26. The system of claim 1, wherein said analysis device utilizes a
programmable or hardwired logic device and said filtering device
utilizes a software programmable DSP.
27. A method comprising the steps of: converting a time-domain
analog signal to a frequency domain digital signal; filtering said
digital signal and outputting a filtered signal; analyzing said
digital signal in a feed-forward path of an analysis device and
said filtered signal in a feedback path in said analysis device and
outputting an analyzed signal based on said digital and filtered
signals such that said filtering step is based on said analyzed
signal; and converting said filtered signal into an time-domain
analog signal.
28. The method of claim 27, wherein the analyzing step further
comprises the step of determining signal-to-noise ratio values.
29. The method of claim 27, wherein the analyzing step further
comprises the step of determining normalized coherence values.
30. The method of claim 27, wherein the analyzing step further
comprises the step of determining coherence mask values.
31. The method of claim 27, wherein the analyzing step further
comprises the step of determining auditory mask signal values.
32. The method of claim 27, wherein the analyzing step further
comprises the step of determining filter coefficient values.
33. The method of claim 27, wherein the analyzing step further
comprises the steps of: determining SNR values; determining
normalized coherence values; determining coherence mask values;
determining auditory mask values; and processing said normalized
coherence values, said coherence mask values, and said auditory
mask values to compute filter coefficient values.
34. The method of claim 27, wherein the analyzing step further
comprises the step of determining SNR values using exponential
averaging wherein said SNR values are used to determined normalized
coherence values and coherence mask values.
35. The method of claim 27, wherein the analyzing step further
comprises the step of identifying speech or voice components of
said digital signal based on said digital signal having a diffuse
noise field such that said speech or voice components are
cross-correlated as a combination of narrowband and wideband
signals wherein evaluation of said digital signal performed in a
frequency domain using normalized coherence coefficients.
36. The method of claim 27, wherein the analyzing step further
comprises the step of determining SNR values, wherein said SNR
values are used to determine coherence mask values such that said
coherence mask values are utilized in computing a filtering
coefficient.
37. The method of claim 27, wherein the analyzing step further
comprises the step of: utilizing an auditory mask device to
spectrally analyze said digital signal to identify a predetermined
component of said digital signal; and utilizing two predetermined
threshold levels in said auditory mask device such that only
digital signals that contain high psycho-acoustic components are
transmitted through said auditory mask device.

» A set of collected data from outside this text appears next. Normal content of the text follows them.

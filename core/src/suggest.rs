//! "Did you mean" suggestions for unknown command names.

use std::collections::HashSet;

use strsim::levenshtein;

use crate::command::Command;

/// A command's primary name and its aliases.
#[derive(Debug, Clone, Copy, PartialEq, Eq)]
pub struct NameGroup<'a> {
    pub name: &'a str,
    pub aliases: &'a [String],
}

impl<'a> NameGroup<'a> {
    pub fn new(name: &'a str, aliases: &'a [String]) -> Self {
        Self { name, aliases }
    }
}

impl<'a> From<&'a Command> for NameGroup<'a> {
    fn from(command: &'a Command) -> Self {
        Self::new(command.name(), command.aliases())
    }
}

/// Ranks the names in `groups` by similarity to `input`.
///
/// Comparison is case-insensitive. A name qualifies when its edit distance
/// is at most a third of the input length, or when it contains the input.
/// Qualifying names are ordered by distance (primary names before aliases
/// on ties) and each group contributes at most one name. Groups sharing a
/// primary name count as one group.
///
/// # Examples
///
/// ```
/// use cmdroute_core::{NameGroup, similar_names};
///
/// let package_aliases = vec!["package-alias".to_string()];
/// let pack_aliases = vec!["pack-alias".to_string()];
/// let groups = [
///     NameGroup::new("package", &package_aliases),
///     NameGroup::new("pack", &pack_aliases),
/// ];
///
/// assert_eq!(similar_names("packa", groups), vec!["pack", "package"]);
/// assert_eq!(similar_names("package-ali", groups), vec!["package-alias"]);
/// ```
pub fn similar_names<'a, I>(input: &str, groups: I) -> Vec<String>
where
    I: IntoIterator<Item = NameGroup<'a>>,
{
    let groups: Vec<NameGroup<'a>> = groups.into_iter().collect();
    let input = input.to_lowercase();

    let mut candidates: Vec<(&str, &str)> = Vec::new();
    let mut seen = HashSet::new();
    let primaries = groups.iter().map(|group| (group.name, group.name));
    let aliases = groups
        .iter()
        .flat_map(|group| group.aliases.iter().map(move |alias| (alias.as_str(), group.name)));
    for (candidate, owner) in primaries.chain(aliases) {
        if seen.insert(candidate) {
            candidates.push((candidate, owner));
        }
    }

    let threshold = input.chars().count() as f64 / 3.0;
    let mut scored: Vec<(usize, &str, &str)> = candidates
        .into_iter()
        .filter_map(|(candidate, owner)| {
            let lowered = candidate.to_lowercase();
            let distance = levenshtein(&input, &lowered);
            let close = distance as f64 <= threshold;
            (close || lowered.contains(&input)).then_some((distance, candidate, owner))
        })
        .collect();
    scored.sort_by_key(|(distance, _, _)| *distance);

    let mut owners = HashSet::new();
    scored
        .into_iter()
        .filter(|(_, _, owner)| owners.insert(*owner))
        .map(|(_, candidate, _)| candidate.to_string())
        .collect()
}

/// Suggestions among the named commands in `commands`.
pub fn similar_command_names(input: &str, commands: &[Command]) -> Vec<String> {
    similar_names(
        input,
        commands
            .iter()
            .filter(|command| !command.is_option_command())
            .map(NameGroup::from),
    )
}
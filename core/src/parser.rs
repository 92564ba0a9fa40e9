//! Format-driven parsing of raw tokens.
//!
//! The parser walks the tokens once:
//!
//! 1. Leading tokens are matched against the format's command-name anchors
//!    in order; an anchor that does not match is skipped.
//! 2. `--` ends option processing; every later token is positional.
//! 3. `--name[=value]` and `-x[value]` tokens are options (or command
//!    options, which are consumed but not stored).
//! 4. Everything else fills the declared arguments in order; a multi-valued
//!    argument absorbs the rest.
//!
//! In lenient mode the first error stops the walk and whatever was parsed
//! so far is returned; missing required arguments are not reported.

use tracing::debug;

use crate::args::ParsedArgs;
use crate::error::ParseError;
use crate::format::{ArgsFormat, OptionSpec};
use crate::token::RawArgs;
use crate::value::Value;

/// Parses `raw` against `format`.
///
/// # Examples
///
/// ```
/// use cmdroute_core::{
///     ArgsFormat, ArgumentSpec, CommandName, OptionSpec, OptionValue, RawArgs, Value, parse_args,
/// };
///
/// let format = ArgsFormat::builder()
///     .add_command_name(CommandName::new("server", Vec::<String>::new()).unwrap())
///     .add_option(
///         OptionSpec::builder("port")
///             .short_name("p")
///             .value(OptionValue::Required)
///             .build()
///             .unwrap(),
///     )
///     .unwrap()
///     .add_argument(ArgumentSpec::required("host").unwrap())
///     .unwrap()
///     .build();
///
/// let raw = RawArgs::parse("server -p8080 localhost");
/// let args = parse_args(&raw, &format, false).unwrap();
/// assert_eq!(args.option("port").unwrap(), &Value::from("8080"));
/// assert_eq!(args.argument("host").unwrap(), &Value::from("localhost"));
///
/// let raw = RawArgs::parse("server");
/// assert!(parse_args(&raw, &format, false).is_err());
/// assert!(parse_args(&raw, &format, true).is_ok());
/// ```
pub fn parse_args<'a>(
    raw: &'a RawArgs,
    format: &'a ArgsFormat,
    lenient: bool,
) -> Result<ParsedArgs<'a>, ParseError> {
    ArgsParser::new(raw, format, lenient).parse()
}

struct ArgsParser<'a> {
    format: &'a ArgsFormat,
    tokens: &'a [String],
    pos: usize,
    next_argument: usize,
    lenient: bool,
    args: ParsedArgs<'a>,
}

impl<'a> ArgsParser<'a> {
    fn new(raw: &'a RawArgs, format: &'a ArgsFormat, lenient: bool) -> Self {
        Self {
            format,
            tokens: raw.tokens(),
            pos: 0,
            next_argument: 0,
            lenient,
            args: ParsedArgs::new(format, raw),
        }
    }

    fn parse(mut self) -> Result<ParsedArgs<'a>, ParseError> {
        self.consume_command_names();

        let tokens = self.tokens;
        let mut options_ended = false;
        while let Some(token) = tokens.get(self.pos) {
            self.pos += 1;
            let step = if options_ended {
                self.parse_positional(token)
            } else if token == "--" {
                options_ended = true;
                Ok(())
            } else if let Some(body) = token.strip_prefix("--") {
                self.parse_long_option(body)
            } else if token.len() > 1 && token.starts_with('-') {
                self.parse_short_options(&token[1..])
            } else {
                self.parse_positional(token)
            };

            if let Err(err) = step {
                if !self.lenient {
                    return Err(err);
                }
                debug!(token = %token, error = %err, "Lenient parse stopped");
                break;
            }
        }

        if !self.lenient {
            self.check_required_arguments()?;
        }
        Ok(self.args)
    }

    fn consume_command_names(&mut self) {
        for name in self.format.command_names() {
            if let Some(token) = self.tokens.get(self.pos) {
                if name.matches(token) {
                    self.pos += 1;
                }
            }
        }
    }

    fn parse_long_option(&mut self, body: &str) -> Result<(), ParseError> {
        let (name, inline) = match body.split_once('=') {
            Some((name, value)) => (name, Some(value)),
            None => (body, None),
        };

        let format = self.format;
        if let Some(command_option) = format.command_option(name) {
            if inline.is_some() {
                return Err(ParseError::UnexpectedOptionValue(
                    command_option.long_name().to_string(),
                ));
            }
            self.args.select_command_option(command_option.long_name());
            return Ok(());
        }

        let option = format
            .option(name)
            .ok_or_else(|| ParseError::NoSuchOption(format!("--{name}")))?;
        self.apply_option(option, inline)
    }

    /// Handles `-x`, the packed form `-xVALUE` and clusters such as `-abc`.
    fn parse_short_options(&mut self, body: &str) -> Result<(), ParseError> {
        let format = self.format;
        for (index, short) in body.char_indices() {
            if let Some(command_option) = format.command_option_by_short(short) {
                self.args.select_command_option(command_option.long_name());
                continue;
            }

            let option = format
                .option_by_short(short)
                .ok_or_else(|| ParseError::NoSuchOption(format!("-{short}")))?;
            if option.accepts_value() {
                let rest = &body[index + short.len_utf8()..];
                let inline = (!rest.is_empty()).then_some(rest);
                return self.apply_option(option, inline);
            }
            self.apply_option(option, None)?;
        }
        Ok(())
    }

    fn apply_option(
        &mut self,
        option: &OptionSpec,
        inline: Option<&str>,
    ) -> Result<(), ParseError> {
        let long = option.long_name();
        if !option.accepts_value() {
            if inline.is_some() {
                return Err(ParseError::UnexpectedOptionValue(long.to_string()));
            }
            self.args.insert_option(long, Value::Bool(true));
            return Ok(());
        }

        let raw_value = match inline {
            Some(value) => Some(value.to_string()),
            None => self.take_value_token(),
        };
        let Some(raw_value) = raw_value else {
            if option.is_value_required() {
                return Err(ParseError::MissingOptionValue(long.to_string()));
            }
            self.args.insert_option(long, option.default_value().clone());
            return Ok(());
        };

        let value = option
            .parse_value(raw_value)
            .map_err(|source| ParseError::InvalidValue {
                field: format!("--{long}"),
                source,
            })?;
        if option.is_multi_valued() {
            self.args.push_option(long, value);
        } else {
            self.args.insert_option(long, value);
        }
        Ok(())
    }

    /// Takes the next token as an option value unless it looks like an
    /// option or the `--` separator.
    fn take_value_token(&mut self) -> Option<String> {
        let next = self.tokens.get(self.pos)?;
        if next.starts_with('-') && next.len() > 1 {
            return None;
        }
        self.pos += 1;
        Some(next.clone())
    }

    fn parse_positional(&mut self, token: &str) -> Result<(), ParseError> {
        let Some(spec) = self.format.arguments().get(self.next_argument) else {
            return Err(ParseError::TooManyArguments(token.to_string()));
        };
        let value = spec
            .parse_value(token)
            .map_err(|source| ParseError::InvalidValue {
                field: spec.name().to_string(),
                source,
            })?;
        if spec.is_multi_valued() {
            self.args.push_argument(spec.name(), value);
        } else {
            self.args.insert_argument(spec.name(), value);
            self.next_argument += 1;
        }
        Ok(())
    }

    fn check_required_arguments(&self) -> Result<(), ParseError> {
        let missing: Vec<String> = self
            .format
            .arguments()
            .iter()
            .filter(|spec| spec.is_required() && !self.args.is_argument_set(spec.name()))
            .map(|spec| spec.name().to_string())
            .collect();
        if missing.is_empty() {
            Ok(())
        } else {
            Err(ParseError::NotEnoughArguments(missing))
        }
    }
}
//! Declarative application definitions for `cmdroute-core`.
//!
//! An [`ApplicationDefinition`] describes options, arguments and a command
//! tree in YAML or JSON. [`ApplicationDefinition::build`] validates it into
//! an [`Application`](cmdroute_core::Application) and
//! [`ApplicationDefinition::resolver`] returns the matching resolver.
//!
//! # Quick start
//!
//! ```no_run
//! use cmdroute_config::ApplicationDefinition;
//! use cmdroute_core::RawArgs;
//!
//! let definition = ApplicationDefinition::load("app.yml").unwrap();
//! let app = definition.build().unwrap();
//! let raw = RawArgs::parse("package add widget");
//! let resolved = definition.resolver().resolve(&raw, &app, false).unwrap();
//! println!("{}", resolved.command().name());
//! ```

mod definition;
mod error;
mod loader;

pub use definition::{
    ApplicationDefinition, ArgumentDefinition, CommandDefinition, OptionDefinition,
};
pub use error::{ConfigError, Result};
pub use loader::DefinitionFormat;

38. The method of claim 37, wherein said two detection levels
include an absolute auditory threshold and a speech induced masking
threshold.
39. The method of claim 27, wherein the analyzing step further
comprises the steps of: determining normalized coherence values and
coherence mask values in said feed-forward path; determining
auditory mask values in said feedback path; and determining filter
coefficient values, which are utilized in the filtering step, based
on said normalized coherence, said coherence mask values and said
auditory mask values.
40. The method of claim 27, further comprising the step of using
software programmable DSPs to perform said analyzing and filtering
steps.
41. The method of claim 27, further comprising the step of using
programmable or hardwired logic devices to perform aid analyzing
and filtering steps.
42. The method of claim 27, further comprising the steps of: using
a software programmable DSP for the analyzing step; and using a
programmable or hardwired logic device for the filtering step.

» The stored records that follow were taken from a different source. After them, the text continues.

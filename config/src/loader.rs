//! Reading application definitions from files and strings.

use std::io::BufReader;
use std::path::Path;

use tracing::debug;

use crate::definition::ApplicationDefinition;
use crate::error::{ConfigError, Result};

/// On-disk encodings of a definition.
#[derive(Debug, Clone, Copy, PartialEq, Eq)]
pub enum DefinitionFormat {
    Json,
    Yaml,
}

impl DefinitionFormat {
    /// Picks the format from the file extension (`.json`, `.yml`, `.yaml`).
    pub fn from_path(path: &Path) -> Option<Self> {
        let extension = path.extension()?.to_str()?.to_ascii_lowercase();
        match extension.as_str() {
            "json" => Some(Self::Json),
            "yml" | "yaml" => Some(Self::Yaml),
            _ => None,
        }
    }
}

impl ApplicationDefinition {
    /// Loads a definition from a JSON or YAML file.
    ///
    /// # Errors
    ///
    /// Returns [`UnsupportedFormat`](ConfigError::UnsupportedFormat) for an
    /// unknown extension, [`IoError`](ConfigError::IoError) if the file
    /// cannot be read, or [`JsonError`](ConfigError::JsonError) /
    /// [`YamlError`](ConfigError::YamlError) if parsing fails.
    pub fn load(path: impl AsRef<Path>) -> Result<Self> {
        let path = path.as_ref();
        let format =
            DefinitionFormat::from_path(path)
                .ok_or_else(|| ConfigError::UnsupportedFormat(path.to_path_buf()))?;
        let reader = BufReader::new(std::fs::File::open(path)?);
        let definition: Self = match format {
            DefinitionFormat::Json => serde_json::from_reader(reader)?,
            DefinitionFormat::Yaml => serde_yaml::from_reader(reader)?,
        };
        debug!(
            path = %path.display(),
            ?format,
            commands = definition.commands.len() + definition.option_commands.len(),
            "Loaded application definition"
        );
        Ok(definition)
    }

    /// Parses a YAML definition.
    pub fn from_yaml_str(yaml: &str) -> Result<Self> {
        Ok(serde_yaml::from_str(yaml)?)
    }

    /// Parses a JSON definition.
    pub fn from_json_str(json: &str) -> Result<Self> {
        Ok(serde_json::from_str(json)?)
    }
}
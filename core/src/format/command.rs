//! Command anchors: the names and option spellings that select a command
//! and that the parser consumes without storing.

use std::fmt;

use crate::error::{FormatError, Result};
use crate::format::names::{OptionNames, PreferredName, validate_command_name};

/// A command name with aliases, matched against a positional token.
#[derive(Debug, Clone, PartialEq, Eq)]
pub struct CommandName {
    name: String,
    aliases: Vec<String>,
}

impl CommandName {
    /// A command name with its aliases.
    ///
    /// # Errors
    ///
    /// Returns [`FormatError::InvalidCommandName`](crate::FormatError) when a
    /// name is not a letter followed by letters, digits or dashes.
    pub fn new<I, S>(name: &str, aliases: I) -> Result<Self>
    where
        I: IntoIterator<Item = S>,
        S: Into<String>,
    {
        validate_command_name(name)?;
        let aliases: Vec<String> = aliases.into_iter().map(Into::into).collect();
        for alias in &aliases {
            validate_command_name(alias)?;
        }
        Ok(Self {
            name: name.to_string(),
            aliases,
        })
    }

    /// Primary name.
    pub fn name(&self) -> &str {
        &self.name
    }

    /// Alternative names, in declaration order.
    pub fn aliases(&self) -> &[String] {
        &self.aliases
    }

    /// Returns `true` if `token` is the name or one of the aliases.
    pub fn matches(&self, token: &str) -> bool {
        self.name == token || self.aliases.iter().any(|alias| alias == token)
    }
}

impl fmt::Display for CommandName {
    fn fmt(&self, f: &mut fmt::Formatter<'_>) -> fmt::Result {
        f.write_str(&self.name)
    }
}

/// A value-less option whose presence selects a command, e.g. `--delete`.
#[derive(Debug, Clone, PartialEq, Eq)]
pub struct CommandOption {
    names: OptionNames,
    description: Option<String>,
}

impl CommandOption {
    /// Starts a command option selected by `--long_name`.
    pub fn builder(long_name: impl Into<String>) -> CommandOptionBuilder {
        CommandOptionBuilder {
            long_name: long_name.into(),
            ..CommandOptionBuilder::default()
        }
    }

    /// All spellings that select the command.
    pub fn names(&self) -> &OptionNames {
        &self.names
    }

    /// Long name without dashes.
    pub fn long_name(&self) -> &str {
        self.names.long_name()
    }

    /// Short name without the dash.
    pub fn short_name(&self) -> Option<char> {
        self.names.short_name()
    }

    /// The preferred spelling with its dashes, e.g. `-d`.
    pub fn preferred_name(&self) -> String {
        self.names.preferred_name()
    }

    /// Help text, if any.
    pub fn description(&self) -> Option<&str> {
        self.description.as_deref()
    }
}

#[derive(Debug, Clone, Default)]
pub struct CommandOptionBuilder {
    long_name: String,
    short_name: Option<String>,
    aliases: Vec<String>,
    preferred: Option<PreferredName>,
    description: Option<String>,
}

impl CommandOptionBuilder {
    /// Single letter, with or without the leading `-`.
    pub fn short_name(mut self, short_name: impl Into<String>) -> Self {
        self.short_name = Some(short_name.into());
        self
    }

    /// Adds a long alias, or a short one for a single letter.
    pub fn alias(mut self, alias: impl Into<String>) -> Self {
        self.aliases.push(alias.into());
        self
    }

    /// Adds several aliases, see `alias`.
    pub fn aliases<I, S>(mut self, aliases: I) -> Self
    where
        I: IntoIterator<Item = S>,
        S: Into<String>,
    {
        self.aliases.extend(aliases.into_iter().map(Into::into));
        self
    }

    /// Prefers `--long` even when a short name exists.
    pub fn prefer_long(mut self) -> Self {
        self.preferred = Some(PreferredName::Long);
        self
    }

    /// Sets the help text.
    pub fn description(mut self, description: impl Into<String>) -> Self {
        self.description = Some(description.into());
        self
    }

    /// Validates and normalises the names.
    ///
    /// # Errors
    ///
    /// Returns [`FormatError`](crate::FormatError) for malformed names.
    pub fn build(self) -> Result<CommandOption> {
        let names = OptionNames::new(
            &self.long_name,
            self.short_name.as_deref(),
            &self.aliases,
            self.preferred,
        )?;
        if self.description.as_deref().is_some_and(|d| d.trim().is_empty()) {
            return Err(FormatError::EmptyDescription.into());
        }
        Ok(CommandOption {
            names,
            description: self.description,
        })
    }
}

43. The method of claim 27, further comprising the steps of: using
a software programmable DSP for the filtering step; and using a
programmable or hardwired logic device for the analyzing step.

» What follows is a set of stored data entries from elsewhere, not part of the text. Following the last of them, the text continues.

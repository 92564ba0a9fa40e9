use std::collections::BTreeMap;
use std::path::{Path, PathBuf};

use clap::{Args, Parser, Subcommand};
use cmdroute_config::ApplicationDefinition;
use cmdroute_core::{
    Application, Command as AppCommand, RawArgs, Value, similar_command_names, tokenize,
};
use serde::Serialize;
use tracing::debug;

/// CLI-specific output format enum with clap argument parsing support.
#[derive(Debug, Clone, Copy, clap::ValueEnum)]
enum CliOutputFormat {
    Json,
    Yaml,
}

#[derive(Debug, Parser)]
#[command(name = "cmdroute")]
#[command(about = "Tokenize command lines and resolve them against application definitions")]
struct Cli {
    /// Log filter used when RUST_LOG is not set (e.g. debug, cmdroute_core=debug).
    #[arg(long, global = true, default_value = "warn")]
    log_level: String,
    #[command(subcommand)]
    command: Command,
}

#[derive(Debug, Subcommand)]
enum Command {
    /// Split a command line into tokens.
    Tokenize(TokenizeArgs),
    /// Load and build one or more application definitions.
    Validate(ValidateArgs),
    /// Resolve a command line against an application definition.
    Resolve(ResolveArgs),
    /// Suggest root command names similar to the given one.
    Suggest(SuggestArgs),
}

#[derive(Debug, Args)]
struct TokenizeArgs {
    /// Command line to tokenize.
    #[arg(allow_hyphen_values = true)]
    line: String,
    /// Output format.
    #[arg(long, default_value = "json")]
    format: CliOutputFormat,
}

#[derive(Debug, Args)]
struct ValidateArgs {
    /// Definition files (.json, .yml, .yaml).
    #[arg(required = true)]
    inputs: Vec<PathBuf>,
}

#[derive(Debug, Args)]
struct ResolveArgs {
    /// Application definition file.
    #[arg(long)]
    app: PathBuf,
    /// Stop at the first parse error instead of failing.
    #[arg(long)]
    lenient: bool,
    /// Output format.
    #[arg(long, default_value = "json")]
    format: CliOutputFormat,
    /// Command line to resolve, without the program name.
    #[arg(allow_hyphen_values = true)]
    line: String,
}

#[derive(Debug, Args)]
struct SuggestArgs {
    /// Application definition file.
    #[arg(long)]
    app: PathBuf,
    /// The mistyped command name.
    name: String,
}

/// What `resolve` prints for the chosen command.
#[derive(Debug, Serialize)]
struct ResolveOutput {
    command: String,
    path: Vec<String>,
    #[serde(skip_serializing_if = "Option::is_none")]
    handler: Option<String>,
    arguments: BTreeMap<String, Value>,
    options: BTreeMap<String, Value>,
    /// Explicitly given values, re-serialized as tokens.
    explicit: Vec<String>,
}

fn main() {
    let cli = Cli::parse();
    init_tracing(&cli.log_level);

    let result = match cli.command {
        Command::Tokenize(args) => run_tokenize(args),
        Command::Validate(args) => run_validate(args),
        Command::Resolve(args) => run_resolve(args),
        Command::Suggest(args) => run_suggest(args),
    };

    if let Err(err) = result {
        eprintln!("error: {err}");
        std::process::exit(1);
    }
}

fn init_tracing(log_level: &str) {
    tracing_subscriber::fmt()
        .with_writer(std::io::stderr)
        .with_env_filter(
            tracing_subscriber::EnvFilter::try_from_default_env()
                .unwrap_or_else(|_| tracing_subscriber::EnvFilter::new(log_level)),
        )
        .init();
}

fn run_tokenize(args: TokenizeArgs) -> Result<(), String> {
    let tokens = tokenize(&args.line);
    println!("{}", render(&tokens, args.format)?);
    Ok(())
}

fn run_validate(args: ValidateArgs) -> Result<(), String> {
    for path in &args.inputs {
        let (_, app) = load_application(path)?;
        println!(
            "Validated '{}': {} command(s).",
            path.display(),
            count_commands(app.commands())
        );
    }
    println!("Validated {} definition file(s).", args.inputs.len());
    Ok(())
}

fn run_resolve(args: ResolveArgs) -> Result<(), String> {
    let (definition, app) = load_application(&args.app)?;
    let raw = RawArgs::parse(&args.line);
    let resolved = definition
        .resolver()
        .resolve(&raw, &app, args.lenient)
        .map_err(|err| err.to_string())?;

    let command = resolved.command();
    debug!(path = ?command.path(), "Resolved command line");
    let parsed = resolved.args();
    let output = ResolveOutput {
        command: command.name().to_string(),
        path: command.path().to_vec(),
        handler: command.handler().map(str::to_string),
        arguments: parsed.arguments(true),
        options: parsed.options(true),
        explicit: parsed.to_tokens(),
    };
    println!("{}", render(&output, args.format)?);
    Ok(())
}

fn run_suggest(args: SuggestArgs) -> Result<(), String> {
    let (_, app) = load_application(&args.app)?;
    for suggestion in similar_command_names(&args.name, app.commands()) {
        println!("{suggestion}");
    }
    Ok(())
}

fn load_application(path: &Path) -> Result<(ApplicationDefinition, Application), String> {
    let definition = ApplicationDefinition::load(path)
        .map_err(|err| format!("Failed to load '{}': {err}", path.display()))?;
    let app = definition
        .build()
        .map_err(|err| format!("Failed to build '{}': {err}", path.display()))?;
    Ok((definition, app))
}

fn count_commands(commands: &[AppCommand]) -> usize {
    commands
        .iter()
        .map(|command| 1 + count_commands(command.sub_commands()))
        .sum()
}

fn render<T: Serialize>(value: &T, format: CliOutputFormat) -> Result<String, String> {
    match format {
        CliOutputFormat::Json => {
            serde_json::to_string_pretty(value)
                .map_err(|e| format!("JSON serialization failed: {e}"))
        }
        CliOutputFormat::Yaml => {
            serde_yaml::to_string(value).map_err(|e| format!("YAML serialization failed: {e}"))
        }
    }
}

44. An adaptive noise suppression system, comprising: means for
converting time domain analog input signals to frequency domain
digital signals; means for analyzing said digital signals such that
said digital signals are coupled to said means for analyzing
through a feed-forward and feedback signal path in said means for
analyzing; means for filtering said digital signals coupled to said
means for analyzing; and means for converting said digital signals
to time domain analog output signals.
45. The system of claim 44, wherein said means for filtering
receives said digital signals and an analyzed signal from said
means for analyzing.
46. The system of claim 44, wherein said feed-forward signal path
in said means for analyzing includes means for determining SNR
values.
47. The system of claim 44, wherein said feed-forward signal path
in said means for analyzing includes means for determining
normalized coherence values.
48. The system of claim 44, wherein said feed-forward signal path
in said means for analyzing includes means for determining
coherence mask values.
49. The system of claim 44, wherein said feed-forward signal path
in said means for analyzing includes: means for determining SNR
values; and means for determining coherence mask values.
50. The system of claim 44, wherein said feed-forward signal path
in said means for analyzing includes: means for determining SNR
values; and means for determining normalized coherence values.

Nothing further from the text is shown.